The island’s coasts are indented by wonderful, deep fjords, which are more visible in the northern and western parts. G eologically speaking, the island is a young basalt plateau of approximately 2,000 ft / 610 m in height. The highest point in Iceland is Oraefajokull ~ 6,950 ft/ 2,120 m high). The island is covered with about 200 volcanoes, many of which are still active. The highest volcano is the Mt. Hekla of c. 4,900 ft / 1,490 m. Because of the tectonic plates that move under the ocean the Island is abounded with hot springs, which are a great attraction for tourists, but they are also a source of inexpensive heating. The most famous hot spring is the great Geysir, whose name is now used for all the water springs around the world. The climate in Iceland is quite mild and humid because of the North Atlantic Drift. However, only one fourth of the island is habitable because of the central large barren areas.

The most populated areas in Iceland are, of course, the coasts and the largest inhabited places are Reykjavik , Akureyri, Hafnarfjortur, Siglufjortur, Akranes and Isafjortur. The population is quite homogenous and isolated and it represents the offspring of the Norse settlers and the slaves they brought with them. Most of the population follows the Lutheran religion, which is also the established church. However, Iceland is very well known for its complete religious freedom. The language of this interesting people is called Icelandic and it is very similar to the Old Norse. The Vikings that conquered the country have established their language as the official language and since there hadn’t been any native language on the island Old Norse didn’t suffer too many changes along the centuries. Another interesting thing about the Icelanders is that practically all of them are literate, having been proven that they read more books per capita than any other people in the world.

The island’s history

Iceland was discovered and settled during the 9 th century by the immigrants that came from Scandinavia , Ireland and Scotland . It is believed that the Norwegian Ingolfur Arnarson was the first man who settled in Iceland in the year 870. The families of the immigrants were accompanied by servants and salves who were usually Celts or Picts brought by the Vikings from Scotland or Ireland . There are some literary texts that claim the fact that the Irish monks were the first people to have settled on the island, but there hasn’t been found any archeological evidence that can prove it. In 930 the general assembly, also known as the Althing, was founded and gave way to the Icelandic Commonwealth . The Althing is considered to be the oldest parliament in the world and it was also the predecessor of the modern legislature.

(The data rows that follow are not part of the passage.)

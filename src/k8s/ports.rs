//! Container port selection
//!
//! A numeric port is forwarded as-is. A symbolic port name (or the scheme,
//! when no port was given) must match exactly one TCP port across the pod's
//! containers, optionally restricted to one container.

use crate::errors::{KubectlCurlError, Result};
use crate::k8s::cluster::PodInfo;

/// The port the operator asked for
#[derive(Debug, Clone, PartialEq, Eq)]
pub enum PortRequest {
    Number(u16),
    Name(String),
}

impl PortRequest {
    /// Interpret the requested port token
    ///
    /// An empty token, or `0`, means "the port named after the scheme".
    /// A base-10 integer outside `1..=65535` is a malformed address.
    pub fn from_requested(requested: &str, scheme: &str) -> Result<Self> {
        if requested.is_empty() {
            return Ok(PortRequest::Name(scheme.to_string()));
        }

        match requested.parse::<i64>() {
            Ok(0) => Ok(PortRequest::Name(scheme.to_string())),
            Ok(n) => u16::try_from(n).map(PortRequest::Number).map_err(|_| {
                KubectlCurlError::MalformedAddress(format!("port {} out of range", requested))
            }),
            Err(_) => Ok(PortRequest::Name(requested.to_string())),
        }
    }
}

/// The container port chosen for a symbolic request
#[derive(Debug, Clone, PartialEq, Eq)]
pub struct ContainerPortMatch {
    pub container: String,
    pub container_port: u16,
    pub protocol: String,
}

/// Find the single TCP container port named `port_name`
pub fn select_container_port(
    pod: &PodInfo,
    container: Option<&str>,
    port_name: &str,
) -> Result<ContainerPortMatch> {
    let mut candidates = pod
        .containers
        .iter()
        .filter(|c| container.is_none_or(|name| c.name == name))
        .flat_map(|c| {
            c.ports
                .iter()
                .filter(move |p| p.name.as_deref() == Some(port_name) && p.protocol == "TCP")
                .map(move |p| (c, p))
        });

    let (c, p) = match (candidates.next(), candidates.next()) {
        (Some(only), None) => only,
        (None, _) => {
            return Err(KubectlCurlError::NoMatchingPort {
                pod: pod.name.clone(),
                port: port_name.to_string(),
            })
        }
        (Some(_), Some(_)) => {
            return Err(KubectlCurlError::AmbiguousPort {
                pod: pod.name.clone(),
                port: port_name.to_string(),
            })
        }
    };

    let container_port = u16::try_from(p.container_port).map_err(|_| {
        KubectlCurlError::NoMatchingPort {
            pod: pod.name.clone(),
            port: port_name.to_string(),
        }
    })?;

    Ok(ContainerPortMatch {
        container: c.name.clone(),
        container_port,
        protocol: p.protocol.clone(),
    })
}

/// Resolve a port request to the remote port to forward to
///
/// Numeric ports skip the container lookup entirely.
pub fn resolve_remote_port(
    pod: &PodInfo,
    container: Option<&str>,
    request: &PortRequest,
) -> Result<u16> {
    match request {
        PortRequest::Number(port) => Ok(*port),
        PortRequest::Name(name) => {
            select_container_port(pod, container, name).map(|m| m.container_port)
        }
    }
}
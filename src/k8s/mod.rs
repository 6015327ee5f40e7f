//! Kubernetes integration module
//!
//! Resolves a compact address to a pod port and tunnels to it.
//!
//! # Address Format
//! ```text
//! [scheme://]name[:port][/path]
//! [scheme://]kind/name[:port][/path]
//! ```
//!
//! # Examples
//! ```text
//! mypod:8080/health
//! deploy/api/v2/users
//! https://sts/db-0:metrics/stats
//! ```

pub mod cluster;
pub mod kinds;
pub mod lookup;
pub mod parser;
pub mod portforward;
pub mod ports;
pub mod resolver;

pub use cluster::{ClusterApi, ContainerInfo, ContainerPortInfo, KubeCluster, PodInfo};
pub use kinds::{KindAliasTable, WorkloadKind};
pub use lookup::{pods_for_workload, resolve_pod, WorkloadPods};
pub use parser::{parse_address, redact_credentials, ParsedAddress};
pub use portforward::{
    ForwardTarget, KubeTransport, PortRange, Readiness, TunnelSession, TunnelState,
    TunnelTransport,
};
pub use ports::{resolve_remote_port, select_container_port, ContainerPortMatch, PortRequest};
pub use resolver::{
    NameProbe, NoProbe, ProbeKind, ResolvedTarget, TargetRef, TargetResolver, BARE_NAME_PRIORITY,
};
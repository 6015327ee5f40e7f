//! Workload kinds and their kubectl-style aliases

use std::collections::HashMap;
use std::fmt;
use std::sync::OnceLock;

/// A workload that manages pods through a label selector.
#[derive(Debug, Clone, Copy, PartialEq, Eq, Hash)]
pub enum WorkloadKind {
    Deployment,
    StatefulSet,
    DaemonSet,
}

impl WorkloadKind {
    /// Every supported kind, in the order a bare name falls back through them.
    pub const ALL: [WorkloadKind; 3] = [
        WorkloadKind::Deployment,
        WorkloadKind::StatefulSet,
        WorkloadKind::DaemonSet,
    ];

    /// Canonical lowercase name, as kubectl prints it
    pub fn as_str(&self) -> &'static str {
        match self {
            WorkloadKind::Deployment => "deployment",
            WorkloadKind::StatefulSet => "statefulset",
            WorkloadKind::DaemonSet => "daemonset",
        }
    }
}

impl fmt::Display for WorkloadKind {
    fn fmt(&self, f: &mut fmt::Formatter<'_>) -> fmt::Result {
        f.write_str(self.as_str())
    }
}

const WORKLOAD_ALIASES: &[(&str, WorkloadKind)] = &[
    ("deployment", WorkloadKind::Deployment),
    ("deployments", WorkloadKind::Deployment),
    ("deploy", WorkloadKind::Deployment),
    ("statefulset", WorkloadKind::StatefulSet),
    ("statefulsets", WorkloadKind::StatefulSet),
    ("sts", WorkloadKind::StatefulSet),
    ("daemonset", WorkloadKind::DaemonSet),
    ("daemonsets", WorkloadKind::DaemonSet),
    ("ds", WorkloadKind::DaemonSet),
];

const POD_ALIASES: &[&str] = &["pod", "pods", "po"];

/// Lowercase alias -> canonical workload kind
///
/// Built once and only read afterwards.
#[derive(Debug, Clone)]
pub struct KindAliasTable {
    aliases: HashMap<&'static str, WorkloadKind>,
}

impl Default for KindAliasTable {
    fn default() -> Self {
        Self::new()
    }
}

impl KindAliasTable {
    pub fn new() -> Self {
        Self {
            aliases: WORKLOAD_ALIASES.iter().copied().collect(),
        }
    }

    /// Shared instance
    pub fn standard() -> &'static KindAliasTable {
        static TABLE: OnceLock<KindAliasTable> = OnceLock::new();
        TABLE.get_or_init(KindAliasTable::new)
    }

    /// Look up a kind token, ignoring case
    pub fn lookup(&self, token: &str) -> Option<WorkloadKind> {
        self.aliases.get(token.to_ascii_lowercase().as_str()).copied()
    }

    /// Whether the token names pods themselves
    ///
    /// Only meaningful in a `pod/name` token; a host of `pod` is a pod name.
    pub fn is_pod_alias(&self, token: &str) -> bool {
        POD_ALIASES
            .iter()
            .any(|alias| alias.eq_ignore_ascii_case(token))
    }
}
//! The grading prompt and the marker contract.
//!
//! Centralising the rubric here serves two purposes:
//!
//! 1. **Single source of truth** — the response parser in
//!    [`crate::pipeline::parse`] depends byte-for-byte on the literal markers
//!    this prompt instructs the model to emit. Keeping prompt and markers in
//!    one module makes it impossible to change one without seeing the other.
//!
//! 2. **Testability** — unit tests can inspect the template directly without
//!    calling a real model.

/// Literal marker opening the structured section of the model reply.
pub const START_MARKER: &str = "===START===";

/// Literal marker closing the structured section of the model reply.
pub const END_MARKER: &str = "===END===";

/// Marker preceding the total score. Everything between [`START_MARKER`] and
/// this marker is the per-question extraction.
pub const OVERALL_SCORE_MARKER: &str = "Overall Score:";

/// Marker preceding the summary feedback. Everything between
/// [`OVERALL_SCORE_MARKER`] and this marker is the overall score text.
pub const SUMMARY_FEEDBACK_MARKER: &str = "Summary Feedback:";

/// The fixed grading rubric sent as the system message for every evaluation.
///
/// The "strict format" section is the contract the parser relies on; changing
/// any of the marker lines breaks [`crate::pipeline::parse`].
pub const GRADING_PROMPT: &str = r#"You are an intelligent exam evaluation assistant. Your task is to evaluate student answers from the provided answer document based on the questions and their allocated marks from the question document.
1. Extract the question, the marks allocated to it, and the student's answer. For multi-part questions (e.g., choices labeled (a), (b), etc.):
   - Extract each sub-question (e.g., part (a), part (b)) along with its allocated marks.
   - Extract the student's answer for each sub-question.
   - Identify if the question requires a diagram and note its presence or absence in the student's answer.
2. Compare the student's answer against the ideal answer (assume you know the ideal answer).
   - For textual answers, evaluate correctness, completeness, and clarity.
   - For diagrams, evaluate accuracy, labeling, and relevance to the question.
3. Provide the following for each question:
   - For single-part questions:
     - A score out of the allocated marks for the question.
     - Suggestions for improvement if the answer isn't perfect.
   - For multi-part questions:
     - *Mark Allocation:* Divide the total allocated marks among the subparts proportionally based on the number of subparts. For example, if a question is worth 3 marks and has 4 subparts, each subpart should be allocated 0.75 marks.
     - For each sub-question:
       - A score out of the allocated marks for that sub-question.
       - Suggestions for improvement if the answer isn't perfect.
       - *Diagram Evaluation (if applicable):*
         - If the sub-question requires a diagram, check for its presence.
           - If the diagram is present, evaluate its accuracy and completeness, and assign marks accordingly within the allocated subpart marks.
           - If the diagram is missing, assign a score of 0 for the diagram component of that subpart and provide a suggestion to include diagrams in future answers.
     - *Handling Unattempted Sub-questions:*
       - If a sub-question is not attempted, assign a score of 0 for that sub-question.
       - Provide a suggestion encouraging the student to attempt all parts of the question.
4. At the end, calculate the overall score out of Total Marks mentioned on the Question Paper and provide summary feedback.

The response must follow this strict format:

===START===
Question {number} (Marks: {allocated_marks})::
[Extracted question]

Student Answer:
[Extracted student answer]

Evaluation:
- Score: [Numeric score out of {allocated_marks}]
- Suggestions: [Suggestions for improvement or 'None']

If the question has multiple parts, structure the evaluation accordingly:
   - Sub-question (a) [Sub-question text]:
     Student Answer:
[Student's answer for sub-question (a)]

     Evaluation:
     - Score: [Numeric score out of allocated marks for part (a)]
     - Suggestions: [Suggestions for improvement or 'None']

     {#if diagram required}
       - Diagram Present: [Yes/No]
       - Diagram Evaluation:
         - Score: [Numeric score out of allocated marks for the diagram]
         - Suggestions: [Suggestions for improvement or 'None']

     {#endif}
   - Sub-question (b) [Sub-question text]:
     Student Answer:
[Student's answer for sub-question (b)]

     Evaluation:
     - Score: [Numeric score out of allocated marks for part (b)]
     - Suggestions: [Suggestions for improvement or 'None']

     {#if diagram required}
       - Diagram Present: [Yes/No]
       - Diagram Evaluation:
         - Score: [Numeric score out of allocated marks for the diagram]
         - Suggestions: [Suggestions for improvement or 'None']

     {#endif}
   - ...

   - *Note:* [If any sub-question was not attempted, e.g., 'Sub-question (c) was not attempted. Please ensure to answer all parts of the question.']

Repeat for all questions.

Overall Score: [Total score out of Total Marks mentioned on the question paper.]
Summary Feedback: [General feedback about the student's performance]
===END===
"#;

#[cfg(test)]
mod tests {
    use super::*;

    #[test]
    fn template_contains_all_markers() {
        assert!(GRADING_PROMPT.contains(START_MARKER));
        assert!(GRADING_PROMPT.contains(OVERALL_SCORE_MARKER));
        assert!(GRADING_PROMPT.contains(SUMMARY_FEEDBACK_MARKER));
        assert!(GRADING_PROMPT.contains(END_MARKER));
    }

    #[test]
    fn template_markers_appear_in_parse_order() {
        let start = GRADING_PROMPT.rfind(START_MARKER).unwrap();
        let overall = GRADING_PROMPT.rfind(OVERALL_SCORE_MARKER).unwrap();
        let summary = GRADING_PROMPT.rfind(SUMMARY_FEEDBACK_MARKER).unwrap();
        let end = GRADING_PROMPT.rfind(END_MARKER).unwrap();
        assert!(start < overall && overall < summary && summary < end);
    }

    #[test]
    fn template_documents_question_format() {
        assert!(GRADING_PROMPT.contains("Question {number} (Marks: {allocated_marks})::"));
        assert!(GRADING_PROMPT.contains("Diagram Present: [Yes/No]"));
    }
}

Iceland joined the Norwegian kingdom in 1262 and after about 100 years was in practice ruled by Denmark because the two Scandinavian kingdoms have joined in union. But this union was dissolved in the year 1814, through the Treaty of Kiel, and Norway was handed over to Sweden . In this case, Iceland became a Danish dependency. The island finally gained its independence in 1918, but its foreign relations were still carried out by the Danish government until the World War II. In 1944 the current republic was founded. In 1949 the republic became a member of NATO and signed a treaty with the US in 1951, which permitted the US government to take defense of Iceland . There still is a US military base in Keflavik , which continues to function as a result of this agreement. However, Iceland has no military forces of its own. The most important disputes with its neighbors were about the fishing industry. After the wars, Iceland ’s economy has been dependant on its fisheries and this disturbed some neighboring countries that had the same interests. The most important clashes were the so-called Cod Wars with Great Britain . However, during the last decades the economy became more colorful as large investments have been made in the field of heavy industry and in the privatization of the financial sector. The Republic is a member of the European Union’s common market through the EEA agreement, but hasn’t expressed its interest of becoming a member of the European Union itself.